Judge’s Wife Claims Work Discrimination

     ST. LOUIS (CN) – BJC Health System fired a woman because she was suffering from depression and because her husband, a judge, was presiding over a class action against it, she claims in city court.
     Taunia Allen Mason began working at BJC in July 2007 as a media production specialist. At the time, BJC was embroiled in a 2004 class action that alleged abusive collection practices and overcharging uninsured patients for medical services.
     Mason’s husband, David Mason, was presiding over the case in St. Louis-based 22nd Circuit Court and had just certified the class in March.
     Mason says BJC tried to recuse her husband in August and then supervisors began criticizing her at work for alleged tardiness, loud phone conversations and misuse of
     Work time.
     Another judge took over the case after it settled in March 2008, and Mason says she received positive performance evaluations for 2007 and 2008.
     In November 2009, however, Mason’s manager criticized her for alleged deficiencies. The manager gave Mason an overall rating of unacceptable in April 2010, a final warning in May and forced her to resign in August, according to the complaint.
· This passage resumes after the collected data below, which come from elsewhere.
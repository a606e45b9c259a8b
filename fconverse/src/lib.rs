//! Unified facade over the fconverse workspace crates.
//!
//! This crate is meant to be the single dependency for most applications. It re-exports the
//! message model, chat client, tools, memory, observability and filter crates, and adds
//! wiring helpers and message macros for common setups.
//!
//! ```rust
//! use std::sync::Arc;
//!
//! use fconverse::prelude::*;
//!
//! # tokio_test_block_on(async {
//! let provider = Arc::new(ScriptedProvider::new());
//! provider.push_text("Hello back");
//!
//! let client = chat_client(provider.clone(), "gpt-4o-mini").expect("client builds");
//! let reply = client
//!     .prompt()
//!     .messages(fc_messages![system => "Be brief.", user => "Hi"])
//!     .call(CallContext::new())
//!     .text()
//!     .await
//!     .expect("turn succeeds");
//!
//! assert_eq!(reply, "Hello back");
//! # });
//! # fn tokio_test_block_on<F: std::future::Future>(future: F) -> F::Output {
//! #     tokio::runtime::Builder::new_current_thread().enable_all().build().unwrap().block_on(future)
//! # }
//! ```

mod macros;

pub mod prelude;
pub mod runtime;

pub use fchat;
pub use fcommon;
pub use ffilter;
pub use fmemory;
pub use fobserve;
pub use fprompt;
pub use fprovider;
pub use ftooling;

pub use fchat::{
    CallHandler, CallMiddleware, CallResponse, ChatClient, ChatClientBuilder, ChatError,
    ChatErrorKind, ChatErrorPhase, ChatErrorSource, ChatPolicy, ChatPrompt, ChatStream,
    RecoverMiddleware, SafeguardMiddleware, StreamHandler, StreamMiddleware, TemplateSource,
    call_middleware_fn, stream_middleware_fn,
};
pub use fcommon::{BoxFuture, CallContext, ConversationId, MetadataMap, ParamBag};
pub use ffilter::{Expr, FilterError, FilterErrorKind, Visitor as FilterVisitor};
pub use fmemory::{
    ConversationMemory, InMemoryConversationMemory, MemoryError, MemoryErrorKind,
    MemoryMiddleware,
};
pub use fobserve::{
    MetricsMiddleware, MetricsToolHooks, SafeToolHooks, TracingMiddleware, TracingToolHooks,
};
pub use fprompt::{
    JsonParser, ListParser, MapParser, PromptError, PromptErrorKind, StructuredParser,
    SystemPromptTemplate, UserPromptTemplate,
};
pub use fprovider::{
    ChatRequest, ChatResponse, FinishReason, Message, MessageKind, ModelOptions, ModelProvider,
    ProviderError, ProviderErrorKind, ScriptedProvider, ToolCall, ToolDefinition, ToolReturn,
};
pub use ftooling::{
    ExternalTool, FunctionTool, Tool, ToolContext, ToolError, ToolErrorKind, ToolRegistry,
    ToolRuntimeHooks,
};

pub use runtime::{chat_client, chat_client_with_memory, in_memory_store, observed_chat_client};

/// Parses a filter expression. See [`ffilter`] for the grammar.
pub fn parse_filter(text: &str) -> Result<Expr, FilterError> {
    ffilter::parse(text)
}

#[cfg(test)]
mod tests {
    use crate::{MessageKind, ToolCall};

    #[test]
    fn fc_msg_macro_creates_expected_message() {
        let message = crate::fc_msg!(user => "hello");
        assert_eq!(message.kind(), MessageKind::User);
        assert_eq!(message.text(), "hello");
    }

    #[test]
    fn fc_msg_macro_attaches_tool_calls() {
        let message = crate::fc_msg!(
            assistant => "checking",
            tool_calls => vec![ToolCall::new("c1", "calc", "{}")],
        );
        let assistant = message.as_assistant().expect("assistant message");
        assert_eq!(assistant.tool_calls.len(), 1);
        assert_eq!(assistant.tool_calls[0].name, "calc");
    }

    #[test]
    fn fc_messages_macro_builds_message_vector() {
        let messages = crate::fc_messages![
            system => "You are concise.",
            user => "Summarize the repo",
            assistant => "Sure.",
        ];

        let kinds = messages.iter().map(|message| message.kind()).collect::<Vec<_>>();
        assert_eq!(
            kinds,
            vec![MessageKind::System, MessageKind::User, MessageKind::Assistant]
        );
        assert!(crate::fc_messages![].is_empty());
    }

    #[test]
    fn parse_filter_delegates_to_ffilter() {
        let expr = crate::parse_filter("a == 1").expect("valid filter");
        assert_eq!(expr.to_string(), "a == 1");
    }
}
     “Plaintiff is informed and believes, and based thereon alleges, that her husband’s position as a judicial officer presiding over the Quinn action was a contributing factor in the discipline she received during her employment and her eventual termination and in so doing that defendant acted with the purpose to harass Judge Mason because of his March 2, 2007 ruling,” the complaint states.
     Mason says she had told her supervisor that she was being treated for depression on May 13, 2010, three days after she received the final warning.
     The former employee seeks punitive damages for discrimination on the basis of disability and wrongful termination. She is represented by Kirk Holman of Holman Schiavone in Kansas City, Mo.